2007-04-08 23:01:56 · answer #1 · answered by Phartzalot 6 · 0 0

rdenig_m is right "verboten" is not an English word.

As you know, it is a German word, used by people who have been watching too much "Hogan's Heroes" and old war movies.

American Heritage Dictionary
ver·bo·ten (vər-bōt'n, fěr-) Pronunciation Key
adj. Forbidden; prohibited.
Origin:
German, past participle of verbieten, to forbid, from Middle High German, from Old High German farbiotan.

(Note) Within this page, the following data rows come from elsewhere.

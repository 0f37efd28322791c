//! Control socket: server (during `epcache serve`) and client (for `epcache
//! run` / `epcache stop`).
//! Protocol: one line per command, `stop <id>` or `run <id>`; the server
//! answers each with one status line.

use anyhow::Result;
use epcache_core::control::ControlCommand;
use epcache_core::supervisor::{LaunchOutcome, Supervisor};
use std::path::Path;
use std::sync::Arc;
use tokio::io::{AsyncBufReadExt, AsyncWriteExt, BufReader};
use tokio::net::{UnixListener, UnixStream};

/// Binds `path` and serves control commands against `supervisor`. Malformed
/// lines get an error reply and are otherwise ignored.
pub fn spawn_control_listener(
    supervisor: Arc<Supervisor>,
    path: impl AsRef<Path>,
) -> Result<tokio::task::JoinHandle<()>> {
    let path = path.as_ref().to_path_buf();
    let _ = std::fs::remove_file(&path);
    let listener = UnixListener::bind(&path)?;
    let handle = tokio::spawn(async move {
        loop {
            match listener.accept().await {
                Ok((stream, _)) => {
                    let supervisor = Arc::clone(&supervisor);
                    tokio::spawn(serve_connection(supervisor, stream));
                }
                Err(e) => tracing::debug!("control socket accept: {}", e),
            }
        }
    });
    Ok(handle)
}

async fn serve_connection(supervisor: Arc<Supervisor>, stream: UnixStream) {
    let (read, mut write) = stream.into_split();
    let mut reader = BufReader::new(read).lines();
    while let Ok(Some(line)) = reader.next_line().await {
        let reply = match ControlCommand::parse(&line) {
            Some(cmd) => {
                tracing::info!("control: {}", cmd.to_line());
                handle_command(&supervisor, cmd).await
            }
            None => format!("error: unknown command {:?}", line.trim()),
        };
        if write.write_all(format!("{}\n", reply).as_bytes()).await.is_err() {
            break;
        }
    }
}

async fn handle_command(supervisor: &Supervisor, cmd: ControlCommand) -> String {
    match cmd {
        ControlCommand::Stop(id) => {
            if supervisor.stop_task(&id) {
                format!("stopping {}", id)
            } else {
                format!("{} is not running", id)
            }
        }
        ControlCommand::Run(id) => match supervisor.execute_task(&id).await {
            Ok(outcome) => describe_outcome(&id, &outcome),
            Err(e) => format!("error: {}", e),
        },
    }
}

/// One-line description of a launch outcome, shared with the foreground runner.
pub fn describe_outcome(id: &str, outcome: &LaunchOutcome) -> String {
    match outcome {
        LaunchOutcome::Launched { pid, episodes } => match pid {
            Some(pid) => format!("launched {} (pid {}, {} episode(s))", id, pid, episodes),
            None => format!("launched {} ({} episode(s))", id, episodes),
        },
        LaunchOutcome::NotFound => format!("no task {}", id),
        LaunchOutcome::AlreadyRunning => format!("{} is already running", id),
        LaunchOutcome::Finished => format!("{} has no episodes left in range; disabled", id),
        LaunchOutcome::AtCapacity => format!("{} skipped: too many tasks running", id),
        LaunchOutcome::MarkerHeld => format!("{} is running in another process", id),
        LaunchOutcome::NothingPending { next_run } => {
            format!("{}: nothing to download; next run {}", id, super::commands::format_millis(Some(*next_run)))
        }
    }
}

/// Sends one command and returns the server's reply. `Ok(None)` when no
/// supervisor is listening.
pub async fn send_command(socket_path: &Path, cmd: &ControlCommand) -> Result<Option<String>> {
    if !socket_path.exists() {
        return Ok(None);
    }
    let mut stream = match UnixStream::connect(socket_path).await {
        Ok(s) => s,
        Err(e) if e.kind() == std::io::ErrorKind::ConnectionRefused => return Ok(None),
        Err(e) => return Err(e.into()),
    };
    let msg = format!("{}\n", cmd.to_line());
    stream.write_all(msg.as_bytes()).await?;
    let mut reply = String::new();
    BufReader::new(stream).read_line(&mut reply).await?;
    Ok(Some(reply.trim().to_string()))
}

#[cfg(test)]
mod tests {
    use super::*;

    #[tokio::test]
    async fn missing_socket_means_no_supervisor() {
        let tmp = tempfile::tempdir().unwrap();
        let reply = send_command(&tmp.path().join("control.sock"), &ControlCommand::Stop("1".into()))
            .await
            .unwrap();
        assert!(reply.is_none());
    }

    #[tokio::test]
    async fn server_answers_stop_and_run() {
        use epcache_core::config::EpcacheConfig;
        use epcache_core::store::TaskDb;
        use epcache_core::supervisor::WorkerCommand;

        let tmp = tempfile::tempdir().unwrap();
        let db = TaskDb::open_memory().await.unwrap();
        let supervisor = Arc::new(Supervisor::new(
            db,
            &EpcacheConfig::default(),
            tmp.path(),
            WorkerCommand::new("true", vec![]),
        ));
        let socket = tmp.path().join("control.sock");
        let _server = spawn_control_listener(supervisor, &socket).unwrap();

        let reply = send_command(&socket, &ControlCommand::Stop("1".into())).await.unwrap();
        assert_eq!(reply.as_deref(), Some("1 is not running"));
        let reply = send_command(&socket, &ControlCommand::Run("nope".into())).await.unwrap();
        assert_eq!(reply.as_deref(), Some("no task nope"));
    }

    #[test]
    fn outcomes_read_naturally() {
        assert_eq!(
            describe_outcome("7", &LaunchOutcome::Launched { pid: Some(99), episodes: 3 }),
            "launched 7 (pid 99, 3 episode(s))"
        );
        assert_eq!(describe_outcome("7", &LaunchOutcome::NotFound), "no task 7");
    }
}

2007-04-09 06:52:51 · answer #2 · answered by Hamish 4 · 1 0

Despite what the other answers say, it is not an English word. It is German, but is used by English speakers who want to sound clever and/or pretentious. Forbidden is the perfectly good English word meaning exactly the same.

2007-04-09 06:06:24 · answer #3 · answered by rdenig_male 7 · 3 0

It is an english word too. It means forbidden.

There was an old english version forbEodan which came from the original german word farbotan.

2007-04-09 06:03:15 · answer #4 · answered by FCabanski 5 · 0 2

It's a real english word. Look in www.dictionary.com .

2007-04-09 06:01:21 · answer #5 · answered by charmedchiclet 5 · 0 2

Nope, are you sure they weren't saying forgotten?